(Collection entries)
--- START ---

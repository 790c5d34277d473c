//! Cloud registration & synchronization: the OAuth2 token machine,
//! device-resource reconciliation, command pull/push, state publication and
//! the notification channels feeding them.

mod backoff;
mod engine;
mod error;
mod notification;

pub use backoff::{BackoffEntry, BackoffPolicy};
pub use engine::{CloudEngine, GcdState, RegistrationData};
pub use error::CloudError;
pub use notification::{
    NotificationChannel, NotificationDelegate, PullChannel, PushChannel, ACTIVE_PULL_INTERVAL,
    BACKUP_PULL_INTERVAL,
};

--- END ---

● **Your goal**
Transcribe each entry verbatim, leaving none out.

● **Solution to this problem**
repository 790c5d34277d473c
//! Cloud registration & synchronization: the OAuth2 token machine,
//! device-resource reconciliation, command pull/push, state publication and
//! the notification channels feeding them.

mod backoff;
mod engine;
mod error;
mod notification;

pub use backoff::{BackoffEntry, BackoffPolicy};
pub use engine::{CloudEngine, GcdState, RegistrationData};
pub use error::CloudError;
pub use notification::{
    NotificationChannel, NotificationDelegate, PullChannel, PushChannel, ACTIVE_PULL_INTERVAL,
    BACKUP_PULL_INTERVAL,
};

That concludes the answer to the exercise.